Exoten in der City

Früher trieben sich Ethnologen in entlegenen Gebieten herum und untersuchten die exotischen Gebräuche dort lebender Stämme. Mittlerweile aber gibt es weitaus mehr Ethnologen als Stämme, und auch Indigene aus den hintersten Winkeln des Amazonasgebiets legen den Federschmuck nur noch an, weil das die Globalisierungskritiker erfreut und es auf dem Facebook-Profilfoto cool aussieht. Die Ethnologen wären eine aussterbende Spezies, wenn sie sich nicht vor einigen Jahrzehnten dazu durchgerungen hätten, ihre Forschungsmethoden auf Gruppen in modernen Gesellschaften anzuwenden. Es stellte sich heraus, dass, je nach Betrachtungsweise, es entweder gar keine richtigen Exoten gibt oder wir alle Exoten sind. Stammtischtrinker aus Bottrop entwickeln am Ballermann jedenfalls ebenso komplexe und bizarre Rituale wie die Stämme in Papua-Neuguinea.

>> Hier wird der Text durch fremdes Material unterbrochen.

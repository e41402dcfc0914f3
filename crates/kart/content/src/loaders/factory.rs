//! Content factory for building a session from a data directory.

use std::path::{Path, PathBuf};

use kart_core::{AttributeTable, SearchConfig, Session, TableKind};

use crate::loaders::{CatalogLoader, ConfigLoader, LoadError, LoadResult};

pub const CHARACTERS_FILE: &str = "characters.ron";
pub const MACHINES_FILE: &str = "machines.ron";
pub const CONFIG_FILE: &str = "config.toml";

/// Content factory that loads all session inputs from a data directory.
///
/// # Directory Structure
///
/// ```text
/// data_dir/
/// ├── characters.ron   (required)
/// ├── machines.ron     (required)
/// └── config.toml      (optional)
/// ```
pub struct ContentFactory {
    data_dir: PathBuf,
}

impl ContentFactory {
    /// Creates a new content factory pointing to a data directory.
    pub fn new(data_dir: impl Into<PathBuf>) -> Self {
        Self {
            data_dir: data_dir.into(),
        }
    }

    /// Load the character catalog from `characters.ron`.
    pub fn load_characters(&self) -> LoadResult<AttributeTable> {
        CatalogLoader::load(&self.data_dir.join(CHARACTERS_FILE), TableKind::Character)
    }

    /// Load the machine catalog from `machines.ron`.
    pub fn load_machines(&self) -> LoadResult<AttributeTable> {
        CatalogLoader::load(&self.data_dir.join(MACHINES_FILE), TableKind::Machine)
    }

    /// Load search configuration from `config.toml`, or defaults if absent.
    pub fn load_config(&self) -> LoadResult<SearchConfig> {
        ConfigLoader::load_or_default(&self.data_dir.join(CONFIG_FILE))
    }

    /// Load everything and assemble a session.
    ///
    /// Stops at the first unavailable source.
    pub fn load_session(&self) -> LoadResult<Session> {
        let characters = self.load_characters()?;
        let machines = self.load_machines()?;
        let config = self.load_config()?;

        Session::new(characters, machines, config).map_err(|source| LoadError::Session {
            path: self.data_dir.clone(),
            source,
        })
    }

    /// Returns the data directory path.
    pub fn data_dir(&self) -> &Path {
        &self.data_dir
    }
}

#[cfg(test)]
mod tests {
    use super::*;

    const CHARACTERS: &str = r#"[
        (name: "Mario", stats: {
            "Road": 3, "Terrain": 3, "Water": 3, "Unknown": 0,
            "Accel/MT": 2, "Weight": 1, "Handling": 2,
        }),
        (name: "Luigi", stats: {
            "Road": 3, "Terrain": 3, "Water": 3, "Unknown": 0,
            "Accel/MT": 2, "Weight": 1, "Handling": 2,
        }),
    ]"#;

    const MACHINES: &str = r#"[
        (name: "Standard Kart", stats: {
            "Road": 2, "Terrain": 1, "Water": 0, "Accel/MT": 3, "Weight": 2, "Handling": 1,
        }),
    ]"#;

    #[test]
    fn test_factory_paths() {
        let factory = ContentFactory::new("/tmp/data");
        assert_eq!(factory.data_dir(), Path::new("/tmp/data"));
    }

    #[test]
    fn loads_session_from_directory() {
        let dir = tempfile::tempdir().unwrap();
        std::fs::write(dir.path().join(CHARACTERS_FILE), CHARACTERS).unwrap();
        std::fs::write(dir.path().join(MACHINES_FILE), MACHINES).unwrap();

        let session = ContentFactory::new(dir.path()).load_session().unwrap();

        assert_eq!(session.characters().len(), 2);
        assert_eq!(session.distinct_characters().len(), 1);
        assert_eq!(session.config(), &SearchConfig::default());
    }

    #[test]
    fn missing_machines_halts_loading() {
        let dir = tempfile::tempdir().unwrap();
        std::fs::write(dir.path().join(CHARACTERS_FILE), CHARACTERS).unwrap();

        let err = ContentFactory::new(dir.path()).load_session().unwrap_err();

        assert!(matches!(err, LoadError::Missing { .. }));
        assert!(err.path().ends_with(MACHINES_FILE));
    }
}
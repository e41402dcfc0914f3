//! `kart presets`: configured threshold presets.

use std::io::Write;

use anyhow::Result;
use kart_core::Session;

use super::Context;
use crate::render::{Align, Table};

/// Lists presets with their localized labels and flag values.
#[derive(Debug)]
pub struct Presets;

impl Presets {
    pub fn execute(self, session: &Session, ctx: Context, out: &mut dyn Write) -> Result<()> {
        let config = session.config();
        let locale = ctx.locale;

        writeln!(
            out,
            "{}",
            locale.threshold_range(
                config.threshold_stat,
                config.threshold_min,
                config.threshold_max,
                config.default_threshold
            )
        )?;
        writeln!(out)?;

        let mut table = Table::new()
            .column(locale.preset(), Align::Left)
            .column("--preset", Align::Left)
            .column(locale.value(), Align::Right);
        for preset in &config.presets {
            table.push_row(vec![
                locale.preset_label(&preset.name),
                preset.name.clone(),
                preset.value.to_string(),
            ]);
        }
        table.write_to(out)?;

        Ok(())
    }
}

#[cfg(test)]
mod tests {
    use super::*;
    use crate::commands::{Command, fixture};
    use crate::labels::Locale;

    #[test]
    fn lists_default_presets() {
        let text = fixture::run(Command::Presets, fixture::context());

        assert!(text.starts_with("Acceleration threshold range: 0..=30 (default 15)"));
        assert!(text.contains("Middleweight  middleweight"));
        assert!(text.contains("time_attack"));
    }

    #[test]
    fn labels_follow_locale() {
        let mut ctx = fixture::context();
        ctx.locale = Locale::Ja;
        let text = fixture::run(Command::Presets, ctx);

        assert!(text.contains("軽量級"));
        assert!(text.contains("lightweight"));
    }
}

Eine geheimnisumwitterte Gruppe aber blieb von der Forschung ausgespart: der Stamm der Finanzdienstleister. Erst die Krise weckte das Interesse, und nun widmet sich der Ethnologe Joris Luyendijk für die britische Tageszeitung Guardian der Feldforschung in der Londoner City. Er enthüllt eine komplexe Stammeshierarchie, die zum Teil durch subtile, den Außenstehenden unverständliche Kennzeichen und Rituale zum Ausdruck gebracht wird, aber auch ein unterschiedliches Auftreten gegenüber Fremden erfordert. So behält der Anwalt beim Mittagessen sein nicht extravagantes Jackett an, auch wenn nur Stammesangehörige zugegen sind. Der Welt will der Anwalt durch immer korrekte Bekleidung die Botschaft vermitteln: »Ich bin seriös. Und nein, meine Gebühren sind nicht überhöht, das siehst du an meinem nicht allzu teuren Jackett.« Anders der Banker. Er kleidet sich extravagant, darf auch mal die Ärmel hochkrempeln, fährt teure Autos und führt ein trophy girl mit sich. Die Botschaft: »Das kannst du auch alles haben, wenn du mir dein Geld anvertraust.« Die Indigenen haben wenig Kontakt zu Fremden, die schon als Feinde betrachtet wurden, bevor sie im Stammesgebiet zu campen begannen. Man lebt jedoch exogam, zum Zweck der Kopulation begibt sich der Banker in die Außenwelt. Nur dort findet er trophy girls. Vielleicht geht es auch gar nicht so sehr um die Kopulation, denn wie der von den Stammesangehörigen selbst benutzte Begriff andeutet, will man vor allem den Bankern und auch den Fremden vorführen, was man sich leisten kann. Über den Brautpreis wird geschwiegen, doch berichtet ein ehemaliges trophy girl, dass das Paarungsritual mit einer Begutachtung der Accessoires des Bankers beginnt und die Damen bereits anhand der Manschettenknöpfe beurteilen können, ob sich die Liaison auszahlen wird. Woraus wir schließen können, dass es in der wundersamen Welt der Finanzdienstleistungen wenigstens eine Gruppe von Menschen gibt, die über soliden Geschäftssinn verfügt.